▶ [Your instructions]: Only a number is wanted here: the count of lines in the entries below that include the word "first".

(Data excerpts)
--- START ---

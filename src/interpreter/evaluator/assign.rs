use tracing::trace;

use crate::{
    ast::Assign,
    error::RuntimeError,
    interpreter::{
        evaluator::core::{EvalResult, Interpreter},
        value::{core::Value, kind::ValueKind},
    },
    util::num::{truncate_to_integer, widen_to_real},
};

impl Interpreter {
    /// Evaluates the right-hand side of an assignment and stores it in the
    /// target variable.
    ///
    /// The target must already be declared; its current value decides the
    /// type the incoming value is coerced to (see [`Interpreter::coerce`]).
    /// The right-hand side is evaluated completely before the binding
    /// changes.
    pub(in crate::interpreter::evaluator) fn eval_assign(&mut self,
                                                         node: &Assign)
                                                         -> EvalResult<()> {
        let incoming = node.value.accept(self)?;

        let target = &node.target;
        let undefined = || RuntimeError::UndefinedVariable { name:   target.name.clone(),
                                                             line:   target.token.line,
                                                             column: target.token.column, };

        let expected = self.scope
                           .lookup(&target.name, false)
                           .map(Value::kind)
                           .ok_or_else(undefined)?;
        let value = Self::coerce(expected, incoming, node.token.line, node.token.column)?;

        trace!(variable = %target.name, %value, "assigned");
        self.scope
            .assign(&target.name, value)
            .map_err(|_| undefined())
    }

    /// Converts `value` for storage in a variable currently holding a value
    /// of kind `expected`.
    ///
    /// - An integer stored into a real variable is widened.
    /// - A real stored into an integer variable is truncated toward zero,
    ///   never rounded.
    /// - Values of the expected kind are stored as they are.
    ///
    /// # Errors
    /// `RuntimeError::TypeMismatch` for any other combination.
    ///
    /// # Example
    /// ```
    /// use minipas::interpreter::{
    ///     evaluator::core::Interpreter,
    ///     value::{core::Value, kind::ValueKind},
    /// };
    ///
    /// let v = Interpreter::coerce(ValueKind::Integer, Value::Real(-7.9), 1, 1).unwrap();
    /// assert_eq!(v, Value::Integer(-7));
    ///
    /// let v = Interpreter::coerce(ValueKind::Real, Value::Integer(3), 1, 1).unwrap();
    /// assert_eq!(v, Value::Real(3.0));
    ///
    /// assert!(Interpreter::coerce(ValueKind::Text, Value::Real(1.0), 1, 1).is_err());
    /// ```
    pub fn coerce(expected: ValueKind,
                  value: Value,
                  line: usize,
                  column: usize)
                  -> EvalResult<Value> {
        match (expected, value) {
            (ValueKind::Real, Value::Integer(n)) => Ok(Value::Real(widen_to_real(n))),
            (ValueKind::Integer, Value::Real(r)) => Ok(Value::Integer(truncate_to_integer(r))),
            (expected, value) if value.kind() == expected => Ok(value),
            (expected, value) => Err(RuntimeError::TypeMismatch { expected,
                                                                  found: value.kind(),
                                                                  line,
                                                                  column }),
        }
    }
}
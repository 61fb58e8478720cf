use crate::{
    ast::UnaryOperator,
    interpreter::{
        evaluator::core::{EvalResult, Interpreter},
        value::core::Value,
    },
};

impl Interpreter {
    /// Evaluates a unary operation on a value.
    ///
    /// The operand must be an integer or a real. `Plus` is the identity and
    /// `Minus` negates; the result is always a real.
    ///
    /// # Errors
    /// `RuntimeError::UnsupportedOperand` for boolean, text or absent
    /// operands.
    ///
    /// # Example
    /// ```
    /// use minipas::{
    ///     ast::UnaryOperator,
    ///     interpreter::{evaluator::core::Interpreter, value::core::Value},
    /// };
    ///
    /// let v = Interpreter::eval_unary(UnaryOperator::Minus, &Value::Integer(5), 1, 1).unwrap();
    /// assert_eq!(v, Value::Real(-5.0));
    ///
    /// assert!(Interpreter::eval_unary(UnaryOperator::Plus, &Value::Boolean(true), 1, 1).is_err());
    /// ```
    pub fn eval_unary(op: UnaryOperator,
                      value: &Value,
                      line: usize,
                      column: usize)
                      -> EvalResult<Value> {
        let x = value.as_real(line, column)?;

        Ok(Value::Real(match op {
                           UnaryOperator::Plus => x,
                           UnaryOperator::Minus => -x,
                       }))
    }
}
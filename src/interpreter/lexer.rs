use logos::Logos;
use tracing::trace;

use crate::{
    error::LexError,
    interpreter::token::{Token, TokenKind},
};

/// Raw lexemes recognized by the generated scanner.
///
/// Keyword resolution, case normalization and position bookkeeping happen in
/// [`Lexer`], which wraps the generated scanner and hands out [`Token`]s.
#[derive(Logos, Debug, PartialEq, Eq, Clone, Copy)]
#[logos(extras = LexerExtras)]
enum RawToken {
    /// Numeric literals, such as `42` or `3.14`. A trailing `.` that is not
    /// followed by a digit stays a separate token.
    #[regex(r"[0-9]+\.[0-9]+")]
    #[regex(r"[0-9]+")]
    Number,
    /// Identifiers and keywords.
    #[regex(r"[A-Za-z][A-Za-z0-9_]*")]
    Word,
    /// `'text'`
    #[regex(r"'[^']*'", allow_greedy = true)]
    Text,
    /// An opening quote that is never closed.
    #[regex(r"'[^']*", allow_greedy = true)]
    UnterminatedText,
    /// `:=`
    #[token(":=")]
    Assign,
    /// `:`
    #[token(":")]
    Colon,
    /// `,`
    #[token(",")]
    Comma,
    /// `+`
    #[token("+")]
    Plus,
    /// `-`
    #[token("-")]
    Minus,
    /// `*`
    #[token("*")]
    Star,
    /// `/`
    #[token("/")]
    Slash,
    /// `(`
    #[token("(")]
    LParen,
    /// `)`
    #[token(")")]
    RParen,
    /// `.`
    #[token(".")]
    Dot,
    /// `;`
    #[token(";")]
    Semi,
    /// Line breaks only move the position counters.
    #[token("\n", |lex| {
        let end = lex.span().end;
        lex.extras.new_line(end);
        logos::Skip
    })]
    NewLine,
    /// Spaces, tabs and feeds.
    #[regex(r"[ \t\r\f]+", logos::skip)]
    Ignored,
}

/// Position bookkeeping carried by the scanner.
///
/// Tracks the current line and the byte offset at which it starts, so that
/// columns can be derived from token spans.
#[derive(Debug, Clone, Copy)]
pub struct LexerExtras {
    /// The current 1-based line number.
    pub line:       usize,
    /// Byte offset of the first character on the current line.
    pub line_start: usize,
}

impl Default for LexerExtras {
    fn default() -> Self {
        Self { line:       1,
               line_start: 0, }
    }
}

impl LexerExtras {
    /// Records a line break whose following line starts at `next_line_start`.
    pub const fn new_line(&mut self, next_line_start: usize) {
        self.line += 1;
        self.line_start = next_line_start;
    }

    /// Records every line break inside `text`, which begins at byte `offset`
    /// of the source.
    fn consume_newlines(&mut self, text: &str, offset: usize) {
        for (index, _) in text.match_indices('\n') {
            self.new_line(offset + index + 1);
        }
    }
}

/// Pull-based scanner over an in-memory source text.
///
/// Every call to [`Lexer::next_token`] scans exactly one token. Identifiers
/// and keywords are upper-cased, so the language is case-insensitive. Once the
/// input is exhausted every further call yields an EOF token.
///
/// ## Example
/// ```
/// use minipas::interpreter::{lexer::Lexer, token::TokenKind};
///
/// let mut lexer = Lexer::new("x := 2.5;");
///
/// let x = lexer.next_token().unwrap();
/// assert_eq!(x.kind, TokenKind::Id);
/// assert_eq!(x.text, "X");
/// assert_eq!(lexer.next_token().unwrap().kind, TokenKind::Assign);
///
/// let number = lexer.next_token().unwrap();
/// assert_eq!(number.kind, TokenKind::Integer);
/// assert_eq!(number.text, "2.5");
/// assert_eq!(number.column, 6);
///
/// assert_eq!(lexer.next_token().unwrap().kind, TokenKind::Semi);
/// assert_eq!(lexer.next_token().unwrap().kind, TokenKind::Eof);
/// assert_eq!(lexer.next_token().unwrap().kind, TokenKind::Eof);
/// ```
pub struct Lexer<'src> {
    inner: logos::Lexer<'src, RawToken>,
}

impl<'src> Lexer<'src> {
    /// Creates a lexer positioned at the start of `source`.
    #[must_use]
    pub fn new(source: &'src str) -> Self {
        Self { inner: RawToken::lexer_with_extras(source, LexerExtras::default()) }
    }

    /// Scans and returns the next token.
    ///
    /// # Errors
    /// - `LexError::UnexpectedCharacter` for a character that starts no token.
    /// - `LexError::UnterminatedString` when input ends inside a string
    ///   literal.
    pub fn next_token(&mut self) -> Result<Token, LexError> {
        let Some(raw) = self.inner.next() else {
            let (line, column) = self.position(self.inner.source().len());
            return Ok(Token::new(TokenKind::Eof, "", line, column));
        };

        let span = self.inner.span();
        let slice = self.inner.slice();
        let (line, column) = self.position(span.start);

        let raw = raw.map_err(|()| {
                         LexError::UnexpectedCharacter { character: slice.chars()
                                                                         .next()
                                                                         .unwrap_or('\0'),
                                                         line,
                                                         column }
                     })?;

        let token = match raw {
            RawToken::Number => Token::new(TokenKind::Integer, slice, line, column),
            RawToken::Word => {
                let word = slice.to_ascii_uppercase();
                Token::new(TokenKind::from_word(&word), word, line, column)
            },
            RawToken::Text => {
                self.inner.extras.consume_newlines(slice, span.start);
                Token::new(TokenKind::StringLiteral, &slice[1..slice.len() - 1], line, column)
            },
            RawToken::UnterminatedText => {
                return Err(LexError::UnterminatedString { line, column });
            },
            RawToken::Assign => Token::new(TokenKind::Assign, slice, line, column),
            RawToken::Colon => Token::new(TokenKind::Colon, slice, line, column),
            RawToken::Comma => Token::new(TokenKind::Comma, slice, line, column),
            RawToken::Plus => Token::new(TokenKind::Plus, slice, line, column),
            RawToken::Minus => Token::new(TokenKind::Minus, slice, line, column),
            RawToken::Star => Token::new(TokenKind::Mul, slice, line, column),
            RawToken::Slash => Token::new(TokenKind::Div, slice, line, column),
            RawToken::LParen => Token::new(TokenKind::LParen, slice, line, column),
            RawToken::RParen => Token::new(TokenKind::RParen, slice, line, column),
            RawToken::Dot => Token::new(TokenKind::Dot, slice, line, column),
            RawToken::Semi => Token::new(TokenKind::Semi, slice, line, column),
            RawToken::NewLine | RawToken::Ignored => unreachable!("skipped by the scanner"),
        };

        trace!(kind = %token.kind, text = %token.text, line, column, "scanned token");
        Ok(token)
    }

    /// Converts a byte offset on the current line into a 1-based
    /// `(line, column)` pair.
    fn position(&self, offset: usize) -> (usize, usize) {
        let extras = self.inner.extras;
        let column = self.inner.source()[extras.line_start..offset].chars().count() + 1;
        (extras.line, column)
    }
}

/// Scans the whole of `source`, returning every token including the final
/// EOF token.
///
/// # Errors
/// Returns the first `LexError` encountered.
///
/// ## Example
/// ```
/// use minipas::interpreter::{lexer::tokenize, token::TokenKind};
///
/// let kinds: Vec<_> = tokenize("begin END")
///     .unwrap()
///     .into_iter()
///     .map(|token| token.kind)
///     .collect();
///
/// assert_eq!(kinds, [TokenKind::Begin, TokenKind::End, TokenKind::Eof]);
/// ```
pub fn tokenize(source: &str) -> Result<Vec<Token>, LexError> {
    let mut lexer = Lexer::new(source);
    let mut tokens = Vec::new();

    loop {
        let token = lexer.next_token()?;
        let done = token.kind == TokenKind::Eof;
        tokens.push(token);
        if done {
            return Ok(tokens);
        }
    }
}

--- END ---

▶ [Answer]: 2